One of the most valuable things we can give another person is our time. Whether it's a hairdresser giving a consultation, or a guest giving their time and business, time is valuable. We also learn a lot when we give time to understanding and learning new information.
As hairdressers, we are constantly managing our time both in and outside of the salon. With the salon hustle, it's tempting to rush through a consultation in order to get moving on a service. On average, I would say most stylists reserve about 15 minutes for a consultation prior to starting a service. I would also estimate that most stylists do not have separate consultations prior to first-time services.
A consultation is an opportunity to listen to the needs of those who need our help and an opportunity to display some credibility. Here are couple of practices that I have put into place to build a clientele that I love working with and avoid unnecessary heartache.
Here's a truth we all know and understand: you are not for everyone! It's impossible to make everyone happy and you will have people in your chair that just can't understand the process, the maintenance of upkeep or the value of luxury salon services. I always try to keep a good pulse on the difference between my communication abilities, my skill set level, someone just not understanding my job and realistic expectations.
Avoid the Heartache
Whether I'm booking a first-time color service or someone I haven't seen in over six months, I MUST see them in person prior to booking out my time and theirs. I take complete control of my schedule by doing this instead of going in blindly when the client comes in for the first time. By handling the consultation this way, I have the best chance of scheduling appropriately for their service and don't wind up feeling cheated if we end up needing to do a different or lesser service. Setting up my consultations this way also communicates to my future guest that they have my attention, that they matter and that I work with purpose. By the time we are done consulting, I have a much better sense of what I need to do and and some cases, it gives me more time to think or even get a little practice in on a new technique.
Keywords and Familiar Behavior
Regulating the use of certain keywords has changed my consultation game and the relationships that I build with my guests. Here are my top three topics:
"Let's talk about realistic expectations." " Talk to me about your hair history, the products you use, medications you take." Or, " What is your lifestyle?" " What did you feel like you were missing from your last color or style?"

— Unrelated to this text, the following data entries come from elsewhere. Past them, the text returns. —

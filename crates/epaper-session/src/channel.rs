//! Remote document channel and the UI collaborators the viewer drives.

use anyhow::Result;
use epaper_ir::DocumentId;
use epaper_ir::protocol::{
    CloseRequest, FocusBinding, HintRect, LinkTarget, LoadRequest, LoadResponse, OpenRequest,
    OpenResponse,
};

/// Generation of the server protocol a channel speaks.
#[derive(Debug, Clone, Copy, PartialEq, Eq, Hash, Default)]
pub enum ChannelKind {
    #[default]
    Legacy,
    Epaper2,
}

impl ChannelKind {
    pub fn for_descriptor(epaper2: bool) -> Self {
        if epaper2 {
            ChannelKind::Epaper2
        } else {
            ChannelKind::Legacy
        }
    }
}

/// Request/response side of the server connection. Push messages arrive
/// separately, through [`crate::inbox::PushSender`].
#[allow(async_fn_in_trait)]
pub trait DocumentChannel {
    fn kind(&self) -> ChannelKind;

    async fn open_document(&mut self, request: &OpenRequest) -> Result<OpenResponse>;

    async fn load_document(&mut self, request: &LoadRequest) -> Result<LoadResponse>;

    async fn close_document(&mut self, request: &CloseRequest) -> Result<()>;

    async fn goto_page(&mut self, id: &DocumentId, page: u32) -> Result<()>;

    async fn resolve_link(&mut self, id: &DocumentId, x: f64, y: f64) -> Result<LinkTarget>;

    async fn fetch_hints(&mut self, id: &DocumentId) -> Result<Vec<HintRect>>;

    async fn add_document_line(&mut self, id: &DocumentId, band: usize) -> Result<LoadResponse>;

    async fn remove_document_line(&mut self, id: &DocumentId, band: usize)
    -> Result<LoadResponse>;

    /// Ping run periodically while a document of this channel is open.
    /// `None` when the channel needs no keep-alive.
    fn keep_alive(&self) -> Option<Box<dyn FnMut() + Send>> {
        None
    }
}

/// Editable-field overlay attached to the page on focus bindings.
pub trait FocusWidget {
    fn attach(&mut self, document: &DocumentId, binding: &FocusBinding);

    fn detach(&mut self);
}

/// Where failures are shown to the user.
pub trait StatusOverlay {
    fn show_error(&mut self, message: &str);

    fn clear(&mut self) {}
}

/// Focus widget that ignores bindings.
#[derive(Debug, Default)]
pub struct NoFocusWidget;

impl FocusWidget for NoFocusWidget {
    fn attach(&mut self, document: &DocumentId, binding: &FocusBinding) {
        tracing::debug!(%document, widget = ?binding.widget(), "focus binding ignored");
    }

    fn detach(&mut self) {}
}

/// Overlay that only logs.
#[derive(Debug, Default)]
pub struct LogOverlay;

impl StatusOverlay for LogOverlay {
    fn show_error(&mut self, message: &str) {
        tracing::warn!(%message, "epaper error");
    }
}
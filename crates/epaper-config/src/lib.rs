//! Epaper viewer configuration
//!
//! Settings are loaded from `epaper.toml`, with environment variables taking
//! precedence for quick overrides.

use serde::{Deserialize, Serialize};
use std::path::Path;

/// Main configuration structure
#[derive(Debug, Clone, Serialize, Deserialize, Default)]
#[serde(default)]
pub struct EpaperConfig {
    /// Document stack and remote session settings
    pub session: SessionConfig,
    /// Scene renderer settings
    pub render: RenderConfig,
    /// Viewer (zoom, page size fallbacks)
    pub viewer: ViewerConfig,
}

/// Document stack configuration
#[derive(Debug, Clone, Serialize, Deserialize)]
#[serde(default)]
pub struct SessionConfig {
    /// Maximum number of stacked documents (root plus drill-downs)
    pub max_depth: usize,
    /// Locale given to chapters that do not specify one
    pub default_locale: String,
    /// Keep-alive period of the document channel, in seconds (0 disables)
    pub keep_alive_secs: u64,
    /// Ask the server to keep document state when a session is closed
    pub close_keeps_server_state: bool,
}

/// Scene renderer configuration
#[derive(Debug, Clone, Serialize, Deserialize)]
#[serde(default)]
pub struct RenderConfig {
    /// Font family the running text style starts from on every page
    pub default_font: String,
    /// Font size the running text style starts from on every page
    pub default_font_size: f64,
    /// Draw the page margins in the band layer
    pub debug_margins: bool,
    /// Prefix applied to relative image sources
    pub asset_base_url: String,
}

/// Viewer configuration
#[derive(Debug, Clone, Serialize, Deserialize)]
#[serde(default)]
pub struct ViewerConfig {
    pub min_zoom: f64,
    pub max_zoom: f64,
    /// Page size used until the server reports one (A4 portrait in points)
    pub default_page_width: f64,
    pub default_page_height: f64,
    /// Height used when the server reports an unbounded page
    pub fallback_page_height: f64,
}

impl Default for SessionConfig {
    fn default() -> Self {
        Self {
            max_depth: 5,
            default_locale: "pt_PT".to_string(),
            keep_alive_secs: 30,
            close_keeps_server_state: false,
        }
    }
}

impl Default for RenderConfig {
    fn default() -> Self {
        Self {
            default_font: "DejaVu Sans Condensed".to_string(),
            default_font_size: 10.0,
            debug_margins: false,
            asset_base_url: String::new(),
        }
    }
}

impl Default for ViewerConfig {
    fn default() -> Self {
        Self {
            min_zoom: 0.5,
            max_zoom: 3.0,
            default_page_width: 595.0,
            default_page_height: 842.0,
            fallback_page_height: 4000.0,
        }
    }
}

impl EpaperConfig {
    /// Load configuration from a TOML file
    pub fn load_from_file<P: AsRef<Path>>(path: P) -> Result<Self, String> {
        let content = std::fs::read_to_string(path.as_ref())
            .map_err(|e| format!("Failed to read config file: {}", e))?;

        toml::from_str(&content).map_err(|e| format!("Failed to parse config file: {}", e))
    }

    /// Load `epaper.toml` from the current directory, or defaults if missing
    pub fn load_or_default() -> Self {
        Self::load_from_file("epaper.toml").unwrap_or_default()
    }

    /// Merge configuration with environment variables
    pub fn merge_with_env(&mut self) {
        if let Ok(val) = std::env::var("EPAPER_MAX_DEPTH") {
            if let Ok(depth) = val.parse::<usize>() {
                self.session.max_depth = depth.max(1);
            }
        }
        if let Ok(locale) = std::env::var("EPAPER_LOCALE") {
            self.session.default_locale = locale;
        }
        if let Ok(val) = std::env::var("EPAPER_KEEP_ALIVE_SECS") {
            if let Ok(secs) = val.parse::<u64>() {
                self.session.keep_alive_secs = secs;
            }
        }

        if let Ok(url) = std::env::var("EPAPER_ASSET_BASE_URL") {
            self.render.asset_base_url = url;
        }
        if let Ok(val) = std::env::var("EPAPER_DEBUG_MARGINS") {
            self.render.debug_margins = val == "1" || val.eq_ignore_ascii_case("true");
        }
        if let Ok(font) = std::env::var("EPAPER_FONT") {
            self.render.default_font = font;
        }
    }

    /// Load from `epaper.toml` (or defaults), then apply environment overrides
    pub fn load() -> Self {
        let mut config = Self::load_or_default();
        config.merge_with_env();
        config
    }
}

When it comes to expectations, I feel like I am always explaining the reality of major transformations, fantasy colors (including gray and silver) and redhead life. Most of our guests are not willing to drop $800 or $900 in an eight-hour period to make some of the transitions they are requesting.

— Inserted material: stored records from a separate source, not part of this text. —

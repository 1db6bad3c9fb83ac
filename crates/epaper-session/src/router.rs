//! Routing of push messages to the session that owns them.

use std::collections::HashMap;

use epaper_ir::{DocumentId, PushMessage};
use epaper_scene::{SceneRenderer, StyleSheet};
use tracing::debug;

use crate::channel::FocusWidget;
use crate::error::SessionError;
use crate::session::SessionKey;
use crate::stack::SessionStack;

/// What a dispatched push message did.
#[derive(Debug, Clone, Copy, PartialEq, Eq)]
pub enum DispatchOutcome {
    /// A page replaced the session's last page and was rendered.
    Rendered(SessionKey),
    FocusForwarded(SessionKey),
    /// Recognised and deliberately ignored (legacy draw orders, unknown tags).
    Ignored,
    /// No registered session owns the document id.
    Dropped,
}

/// Server document id → session registrations.
#[derive(Debug, Default)]
pub struct ProtocolRouter {
    handlers: HashMap<DocumentId, SessionKey>,
}

impl ProtocolRouter {
    pub fn new() -> Self {
        Self::default()
    }

    pub fn register(&mut self, id: DocumentId, key: SessionKey) {
        debug!(%id, ?key, "push handler registered");
        self.handlers.insert(id, key);
    }

    pub fn unregister(&mut self, id: &DocumentId) -> Option<SessionKey> {
        let removed = self.handlers.remove(id);
        if removed.is_some() {
            debug!(%id, "push handler unregistered");
        }
        removed
    }

    pub fn resolve(&self, id: &DocumentId) -> Option<SessionKey> {
        self.handlers.get(id).copied()
    }

    pub fn is_registered(&self, id: &DocumentId) -> bool {
        self.handlers.contains_key(id)
    }

    pub fn len(&self) -> usize {
        self.handlers.len()
    }

    pub fn is_empty(&self) -> bool {
        self.handlers.is_empty()
    }

    /// Apply one push message for document `id`.
    ///
    /// Messages for unregistered ids are dropped before parsing. A page that
    /// fails to render leaves the session's last page and tree untouched.
    pub fn dispatch<S: StyleSheet>(
        &self,
        id: &DocumentId,
        message: &str,
        stack: &mut SessionStack,
        renderer: &mut SceneRenderer<S>,
        focus: &mut dyn FocusWidget,
    ) -> Result<DispatchOutcome, SessionError> {
        let Some(key) = self.resolve(id) else {
            debug!(%id, "push for unregistered document dropped");
            return Ok(DispatchOutcome::Dropped);
        };
        let Some(session) = stack.get_mut(key) else {
            debug!(%id, ?key, "push for a session no longer on the stack dropped");
            return Ok(DispatchOutcome::Dropped);
        };

        match PushMessage::parse(message)? {
            PushMessage::Page(page) => {
                let rendered = renderer.render_page(&page)?;
                session.last_page = Some(*page);
                session.rendered = Some(rendered);
                session.hover.reset();
                Ok(DispatchOutcome::Rendered(key))
            }
            PushMessage::FocusBinding(binding) => {
                focus.attach(id, &binding);
                Ok(DispatchOutcome::FocusForwarded(key))
            }
            PushMessage::LegacyDraw => Ok(DispatchOutcome::Ignored),
            PushMessage::Unknown(tag) => {
                debug!(%id, %tag, "unknown push message ignored");
                Ok(DispatchOutcome::Ignored)
            }
        }
    }
}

It is also really important to me when we break into expectations that I am not coming across as irritated or fed up with their lack of knowledge. I have had to find the balance between patience and keeping the facts short and sweet without over explanation. It communicates that I am fully confident in the information I'm sharing without shaming the guest.
This is an Estimate, Not a Quote
I have learned this the hard way. After your guest has decided that you are the one they trust with their tresses, they are concerned about how much it's going to cost them and how much time they have to sit in your chair. This is an area that I stress the importance of flexibility. Sometimes, even after taking 30 minutes to talk with someone new and staring at their head, I still don't know what the reaction will be with product, exactly how many bowls of product I need, or additional toning or problems that might need addressed in the process.
Here's how I discuss estimates: "Please know that this is an estimate not a quote. Because I have never worked with you before, I am getting to know your hair, and sometimes what's needed changes." OR "On average, this service takes X hours. With longer or thicker hair, this can change." If their hair history indicates that a test rand is in order, I will schedule this is well.
Get Comfortable With No
I don't know about you, but I've been told more than once to say yes to as many opportunities as possible. While this might be true for most situations, let's take a good look into the power of the "NO" in a salon consultation.
Besides having to tell a guest that their dream hair might not be healthy or possible,, saying no can actually be one of the biggest indications of your credibility and integrity as a stylist. With most guests, something magical happens when you share your knowledge about what is possible and what could potentially be unflattering, damaging, or even disastrous. The truth of the matter is I am a stylist that cares more for my guests and the quality I produce than making a profit.
Inevitably, there will be people in either don't understand or are hasty and want it done anyway. Familiarizing yourself with behavior that goes against what you represent, can and will save you from ugly results, both on someone's head and by word-of-mouth. It is okay to say no.
Ultimately, be consistent, be educated, be confident, and love what you do.